You might hate red  But you get the idea and you could substitute the red with bright pink or blue or anything with a black dress you have tonnes of options and you'll look gorgeous!

Good luck!

Axxxxx

/links


----------



## Hope 2 B (Mar 26, 2003)

Hiya


THANKS ladies  .......

Im going to try it on again ......think its because 1) its SO different for me ...normally a jeans kinda girl & 2) just worried bout the black ..but those red accesories look fab !!.....( i brought it as was half price  )

Thans Hope XXXX


----------



## AmandaB1971 (Feb 19, 2006)

Jazz it up with some colour!  It'll look great, it's the same shape as the one I bought and it looked great on! 

Axxxxx


----------



## Caz (Jul 21, 2002)

Oh it's a lovely dress. Yes I htink it will look fab and yes, splash a bit of colour in there and it will be absolutrely fine.

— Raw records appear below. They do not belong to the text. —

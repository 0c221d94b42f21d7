use anyhow::{Context, Result};
use dotenvy::dotenv;
use std::env;
use std::str::FromStr;
use std::time::Duration;

use crate::kernel::{DEFAULT_INTERVAL_MINUTES, MAX_INTERVAL_MINUTES};

pub const DEFAULT_USER_AGENT: &str =
    "Mozilla/5.0 (compatible; JobBoardScraper/1.0; +https://github.com/job-board/scraper)";

/// Application configuration loaded from environment variables
#[derive(Debug, Clone)]
pub struct Config {
    pub database_url: String,
    pub port: u16,
    pub database_max_connections: u32,
    /// Empty means any origin is allowed.
    pub allowed_origins: Vec<String>,
    pub processor: ProcessorConfig,
    pub queue: QueueConfig,
    pub scraper: ScraperConfig,
}

/// Background processor schedule.
#[derive(Debug, Clone)]
pub struct ProcessorConfig {
    pub enabled: bool,
    pub interval_minutes: u64,
}

/// Scrape queue drain limits.
#[derive(Debug, Clone)]
pub struct QueueConfig {
    pub batch_size: i64,
    pub max_items_per_pass: usize,
    pub lease_duration: Duration,
    pub max_attempts: i32,
}

impl Default for QueueConfig {
    fn default() -> Self {
        Self {
            batch_size: 5,
            max_items_per_pass: 100,
            lease_duration: Duration::from_secs(600),
            max_attempts: 3,
        }
    }
}

/// Outbound HTTP client settings.
#[derive(Debug, Clone)]
pub struct ScraperConfig {
    pub timeout: Duration,
    pub user_agent: String,
}

impl Default for ScraperConfig {
    fn default() -> Self {
        Self {
            timeout: Duration::from_secs(30),
            user_agent: DEFAULT_USER_AGENT.to_string(),
        }
    }
}

impl Config {
    /// Load configuration from environment variables
    pub fn from_env() -> Result<Self> {
        // Load .env file if present (development)
        let _ = dotenv();

        Self::from_vars(|key| env::var(key).ok())
    }

    /// Build configuration from any key lookup. `from_env` passes the process
    /// environment; tests pass a map.
    pub fn from_vars<F>(lookup: F) -> Result<Self>
    where
        F: Fn(&str) -> Option<String>,
    {
        let database_url = lookup("DATABASE_URL").context("DATABASE_URL must be set")?;

        let allowed_origins = lookup("ALLOWED_ORIGINS")
            .map(|origins| {
                origins
                    .split(',')
                    .map(|o| o.trim().to_string())
                    .filter(|o| !o.is_empty())
                    .collect()
            })
            .unwrap_or_default();

        let batch_size: i64 = parse_or(&lookup, "SCRAPE_QUEUE_BATCH_SIZE", 5)?;
        let max_attempts: i32 = parse_or(&lookup, "SCRAPE_MAX_ATTEMPTS", 3)?;
        if batch_size < 1 {
            anyhow::bail!("SCRAPE_QUEUE_BATCH_SIZE must be at least 1");
        }
        if max_attempts < 1 {
            anyhow::bail!("SCRAPE_MAX_ATTEMPTS must be at least 1");
        }
        let interval_minutes: u64 =
            parse_or(&lookup, "SCRAPE_INTERVAL_MINUTES", DEFAULT_INTERVAL_MINUTES)?;
        if !(1..=MAX_INTERVAL_MINUTES).contains(&interval_minutes) {
            anyhow::bail!(
                "SCRAPE_INTERVAL_MINUTES must be between 1 and {}",
                MAX_INTERVAL_MINUTES
            );
        }

        Ok(Self {
            database_url,
            port: parse_or(&lookup, "PORT", 8080)?,
            database_max_connections: parse_or(&lookup, "DATABASE_MAX_CONNECTIONS", 10)?,
            allowed_origins,
            processor: ProcessorConfig {
                enabled: parse_or(&lookup, "SCRAPE_PROCESSOR_ENABLED", true)?,
                interval_minutes,
            },
            queue: QueueConfig {
                batch_size,
                max_items_per_pass: parse_or(&lookup, "SCRAPE_QUEUE_MAX_ITEMS_PER_PASS", 100)?,
                lease_duration: Duration::from_secs(parse_or(
                    &lookup,
                    "SCRAPE_LEASE_SECONDS",
                    600,
                )?),
                max_attempts,
            },
            scraper: ScraperConfig {
                timeout: Duration::from_secs(parse_or(&lookup, "SCRAPER_TIMEOUT_SECONDS", 30)?),
                user_agent: lookup("SCRAPER_USER_AGENT")
                    .unwrap_or_else(|| DEFAULT_USER_AGENT.to_string()),
            },
        })
    }
}

fn parse_or<F, T>(lookup: &F, key: &str, default: T) -> Result<T>
where
    F: Fn(&str) -> Option<String>,
    T: FromStr,
    T::Err: std::error::Error + Send + Sync + 'static,
{
    match lookup(key) {
        Some(raw) => raw
            .trim()
            .parse()
            .with_context(|| format!("{} must be a valid {}", key, std::any::type_name::<T>())),
        None => Ok(default),
    }
}

#[cfg(test)]
mod tests {
    use super::*;
    use std::collections::HashMap;

    fn config_from(pairs: &[(&str, &str)]) -> Result<Config> {
        let vars: HashMap<String, String> = pairs
            .iter()
            .map(|(k, v)| (k.to_string(), v.to_string()))
            .collect();
        Config::from_vars(|key| vars.get(key).cloned())
    }

    #[test]
    fn test_defaults_applied() {
        let config = config_from(&[("DATABASE_URL", "postgres://localhost/jobs")]).unwrap();

        assert_eq!(config.port, 8080);
        assert_eq!(config.database_max_connections, 10);
        assert!(config.allowed_origins.is_empty());
        assert!(config.processor.enabled);
        assert_eq!(config.processor.interval_minutes, 15);
        assert_eq!(config.queue.batch_size, 5);
        assert_eq!(config.queue.max_items_per_pass, 100);
        assert_eq!(config.queue.lease_duration, Duration::from_secs(600));
        assert_eq!(config.queue.max_attempts, 3);
        assert_eq!(config.scraper.timeout, Duration::from_secs(30));
        assert_eq!(config.scraper.user_agent, DEFAULT_USER_AGENT);
    }

    #[test]
    fn test_database_url_required() {
        let err = config_from(&[]).unwrap_err();
        assert!(err.to_string().contains("DATABASE_URL"));
    }

    #[test]
    fn test_overrides_parsed() {
        let config = config_from(&[
            ("DATABASE_URL", "postgres://db/jobs"),
            ("PORT", "3000"),
            ("SCRAPE_PROCESSOR_ENABLED", "false"),
            ("SCRAPE_INTERVAL_MINUTES", "5"),
            ("SCRAPE_LEASE_SECONDS", "30"),
            ("ALLOWED_ORIGINS", "https://a.example, ,https://b.example"),
        ])
        .unwrap();

        assert_eq!(config.port, 3000);
        assert!(!config.processor.enabled);
        assert_eq!(config.processor.interval_minutes, 5);
        assert_eq!(config.queue.lease_duration, Duration::from_secs(30));
        assert_eq!(
            config.allowed_origins,
            vec!["https://a.example".to_string(), "https://b.example".to_string()]
        );
    }

    #[test]
    fn test_invalid_number_names_the_variable() {
        let err = config_from(&[("DATABASE_URL", "postgres://db/jobs"), ("PORT", "eighty")])
            .unwrap_err();
        assert!(err.to_string().contains("PORT"));
    }

    #[test]
    fn test_zero_batch_size_rejected() {
        let err = config_from(&[
            ("DATABASE_URL", "postgres://db/jobs"),
            ("SCRAPE_QUEUE_BATCH_SIZE", "0"),
        ])
        .unwrap_err();
        assert!(err.to_string().contains("SCRAPE_QUEUE_BATCH_SIZE"));
    }

    #[test]
    fn test_interval_out_of_range_rejected() {
        for minutes in ["0", "10081", "18446744073709551615"] {
            let err = config_from(&[
                ("DATABASE_URL", "postgres://db/jobs"),
                ("SCRAPE_INTERVAL_MINUTES", minutes),
            ])
            .unwrap_err();
            assert!(err.to_string().contains("SCRAPE_INTERVAL_MINUTES"), "{}", minutes);
        }
    }
}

I wore a black and white dress last year to a wedding - thought it needed colour and dyed my hair ruby red to accesorise! (no, it did actually look nice, honest, buy OMG, very red for me!)

C~x


----------



## Siobhan1 (Jun 24, 2004)

I've been to lots of weddings where women have worn black dresses. I've never given it a 2nd thought, and it's flowery it's not really the type of black dress you might wear to a funeral.

I think it's lovely.


----------



## Hope 2 B (Mar 26, 2003)

Thanks ladies  for all your comments ...however ...i had an awful dream last night & have returned the dress to debanhams....have got a 'multi~coloured ' one from Monsoon now & love it ....


XXXXXXXXXX


----------



## Young D (Oct 17, 2005)

well if you wouldn't have felt comfortable in it you've done the right thing.  hope you enjoy the wedding xx


----------



## AmandaB1971 (Feb 19, 2006)

Absolutely I agree with Donna, because you would have been self-concious all day and that's no good! 

Glad you're happy with the new one!  Love Monsoon dresses myself so sure its gorgeous! 

Axxx


----------



## Dee.Dee.32 (Dec 6, 2008)

Its a girl's prerogative to change her mind


----------